Another argument against the effective referral clause is the inequivalent workload suffered by physicians who opt to provide MAiD services due to the number of referred patients they receive from physicians who do not offer the procedure.[xxxii] From a utilitarian perspective, this may be beneficial to the 70% of Canadian physicians who do not wish to offer MAiD.[xxxiii] However, from a deontological perspective, physicians who refer patients seeking MAiD to other physicians who offer the service can be viewed as assisting in the patient’s death, albeit indirectly, which is morally wrong. Thus, the effective referral clause in Canadian law does not benefit physicians regardless of their decision to provide MAiD and ultimately fails to achieve its utilitarian goals. A possible solution to this issue may be the concept of a “facilitated referral”, suggested by bioethicist, Robert Trigg.[xxxiv] Rather than an effective referral where patients may be referred to physicians at other institutions or in other distant locations, a facilitated referral would comprise of the exchange of patients between on-call doctors on the floor.[xxxv] According to Trigg, this would not be a breach of deontological ethics where referrals are regarded as the physician intentionally assisting in the “killing” of the patient, because it is a simple exchange in cases between available physicians, which is already commonplace in healthcare settings.[xxxvi] However, the facilitated referral suggested by Trigg would only be a viable option if there are on-call attending physicians willing to provide MAiD when the conscientious objection and facilitated referral are issued, as previously suggested in this essay. An additional restriction I would place on facilitated referrals is an emphasis on an equivalent exchange of workload between the two physicians because some cases including MAiD cases can be more psychologically taxing on the attending physician than others.[xxxvii],[xxxviii]

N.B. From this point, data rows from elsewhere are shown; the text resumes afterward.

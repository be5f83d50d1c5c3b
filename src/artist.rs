//! Artists: per-particle draw callbacks.
//!
//! Kindle does no pixel work itself. A [`Canvas`] is whatever the host
//! renders into (a window surface, a sprite batch, an off-screen texture);
//! an [`Artist`] decides what to blit on it for one particle.
//!
//! ```ignore
//! struct Screen { /* host renderer */ }
//!
//! impl Canvas for Screen {
//!     type Image = MySprite;
//!     fn blit(&mut self, image: &MySprite, position: IVec2, blend: BlendMode) {
//!         // hand off to the renderer
//!     }
//! }
//!
//! let artist = ArtistFadeOverlay::new(spark, Anchor::Center, vec![
//!     [255, 255, 200, 255], // white-hot at launch
//!     [255, 80, 0, 0],      // faded orange at death
//! ])?;
//! ```

use crate::error::ConfigError;
use crate::particle::{spent_fraction, Particle};
use glam::{IVec2, UVec2, Vec2};
use image::GenericImageView;

/// RGBA color, 0-255 per channel.
pub type Rgba = [u8; 4];

/// How source pixels combine with the destination.
#[derive(Clone, Copy, Debug, Default, PartialEq, Eq, Hash)]
pub enum BlendMode {
    /// Alpha blending.
    #[default]
    Normal,
    /// Additive, for glows.
    Add,
    /// Subtractive.
    Subtract,
    /// Multiplicative, the usual way to tint.
    Multiply,
    /// Per-channel minimum.
    Min,
    /// Per-channel maximum.
    Max,
}

/// Something with pixel dimensions.
pub trait ImageSize {
    /// Width and height in pixels.
    fn size(&self) -> UVec2;
}

impl ImageSize for image::RgbaImage {
    fn size(&self) -> UVec2 {
        let (w, h) = self.dimensions();
        UVec2::new(w, h)
    }
}

impl ImageSize for image::DynamicImage {
    fn size(&self) -> UVec2 {
        let (w, h) = GenericImageView::dimensions(self);
        UVec2::new(w, h)
    }
}

impl ImageSize for UVec2 {
    fn size(&self) -> UVec2 {
        *self
    }
}

/// Drawing target handed through to artists untouched.
pub trait Canvas {
    /// Image handle type the canvas can draw.
    type Image: ImageSize;

    /// Draw `image` with its top-left corner at `position`.
    fn blit(&mut self, image: &Self::Image, position: IVec2, blend: BlendMode);

    /// Draw a copy of `image` tinted by `tint` (combined with `tint_blend`).
    ///
    /// Canvases that cannot tint fall back to a plain blit.
    fn blit_tinted(
        &mut self,
        image: &Self::Image,
        position: IVec2,
        _tint: Rgba,
        _tint_blend: BlendMode,
        blend: BlendMode,
    ) {
        self.blit(image, position, blend);
    }
}

/// Draws one particle on a canvas.
///
/// Closures taking `(&mut C, &Particle)` are artists too.
pub trait Artist<C: ?Sized>: Send {
    /// Draw `particle` on `canvas`.
    fn draw(&mut self, canvas: &mut C, particle: &Particle);
}

impl<C: ?Sized, F> Artist<C> for F
where
    F: FnMut(&mut C, &Particle) + Send,
{
    fn draw(&mut self, canvas: &mut C, particle: &Particle) {
        self(canvas, particle)
    }
}

/// Which point of the image sits on the particle.
#[derive(Clone, Copy, Debug, Default, PartialEq)]
pub enum Anchor {
    /// The image center (integer halves of its size).
    #[default]
    Center,
    /// A pixel offset from the top-left corner.
    Offset(Vec2),
}

impl Anchor {
    fn resolve(self, image: &impl ImageSize) -> Vec2 {
        match self {
            Anchor::Center => (image.size() / 2).as_vec2(),
            Anchor::Offset(offset) => offset,
        }
    }
}

fn blit_position(particle: &Particle, origin: Vec2) -> IVec2 {
    (particle.position() - origin).round().as_ivec2()
}

/// Stamp the same image at every particle.
#[derive(Clone, Debug)]
pub struct ArtistSimple<I> {
    image: I,
    origin: Vec2,
    blend: BlendMode,
}

impl<I: ImageSize> ArtistSimple<I> {
    /// Draw `image` anchored at `anchor` with normal blending.
    pub fn new(image: I, anchor: Anchor) -> Self {
        let origin = anchor.resolve(&image);
        Self {
            image,
            origin,
            blend: BlendMode::Normal,
        }
    }

    /// Use a different blend mode.
    pub fn with_blend(mut self, blend: BlendMode) -> Self {
        self.blend = blend;
        self
    }

    /// Pixel offset subtracted from particle positions.
    pub fn origin(&self) -> Vec2 {
        self.origin
    }
}

impl<C> Artist<C> for ArtistSimple<C::Image>
where
    C: Canvas,
    C::Image: Send,
{
    fn draw(&mut self, canvas: &mut C, particle: &Particle) {
        canvas.blit(&self.image, blit_position(particle, self.origin), self.blend);
    }
}

/// Draw an image tinted by how much of its life a particle has spent.
///
/// With two tints the particle fades from the first to the second. With
/// more, its lifetime is divided equally between consecutive pairs: for four
/// tints a third of the life is spent blending each pair.
#[derive(Clone, Debug)]
pub struct ArtistFadeOverlay<I> {
    image: I,
    origin: Vec2,
    tints: Vec<Rgba>,
    blend: BlendMode,
    tint_blend: BlendMode,
}

impl<I: ImageSize> ArtistFadeOverlay<I> {
    /// Fade `image` through `tints`, multiplying the tint into the image.
    ///
    /// # Errors
    ///
    /// [`ConfigError::NoTints`] if `tints` is empty.
    pub fn new(image: I, anchor: Anchor, tints: Vec<Rgba>) -> Result<Self, ConfigError> {
        if tints.is_empty() {
            return Err(ConfigError::NoTints);
        }
        let origin = anchor.resolve(&image);
        Ok(Self {
            image,
            origin,
            tints,
            blend: BlendMode::Normal,
            tint_blend: BlendMode::Multiply,
        })
    }

    /// Blend mode for drawing the tinted image on the canvas.
    pub fn with_blend(mut self, blend: BlendMode) -> Self {
        self.blend = blend;
        self
    }

    /// Blend mode for applying the tint to the image.
    pub fn with_tint_blend(mut self, tint_blend: BlendMode) -> Self {
        self.tint_blend = tint_blend;
        self
    }

    /// Tint for a particle with `life` left out of `initial_life`.
    pub fn calculate_tint(&self, life: f32, initial_life: f32) -> Rgba {
        let index = spent_fraction(life, initial_life) * (self.tints.len() - 1) as f32;
        let floor = index.floor() as usize;
        let remainder = index - floor as f32;

        if remainder <= 0.0 {
            return self.tints[floor];
        }
        let (from, to) = (self.tints[floor], self.tints[floor + 1]);
        std::array::from_fn(|i| {
            let (a, b) = (from[i] as f32, to[i] as f32);
            (a + (b - a) * remainder).round() as u8
        })
    }
}

impl<C> Artist<C> for ArtistFadeOverlay<C::Image>
where
    C: Canvas,
    C::Image: Send,
{
    fn draw(&mut self, canvas: &mut C, particle: &Particle) {
        let tint = self.calculate_tint(particle.life, particle.initial_life);
        canvas.blit_tinted(
            &self.image,
            blit_position(particle, self.origin),
            tint,
            self.tint_blend,
            self.blend,
        );
    }
}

In this essay, I discussed the ongoing debate regarding the permissibility of conscientious objection to MAiD by physicians through the analysis of a physician’s professional responsibility and respect to both patient and physician autonomy through deontological, principlist, and utilitarian lenses. Overall, I suggest that physician conscientious objection to MAiD should be permissible given three main conditions: (1) the reason for the physician’s objection is specified, (2) there is a physician willing to perform MAiD nearby, and (3) there is an exchange of equivalent workload between the two physicians. These clauses are by no means a comprehensive list of conditions regarding the permissibility of conscientious objection to MAiD, but they are a start to achieving a more utilitarian approach as strived for by Canadian laws. In the future, other ethical theories such as virtue ethics can be used to analyze this case to present other issues with the current MAiD laws and possibly other conditions to the viability of conscientious objection.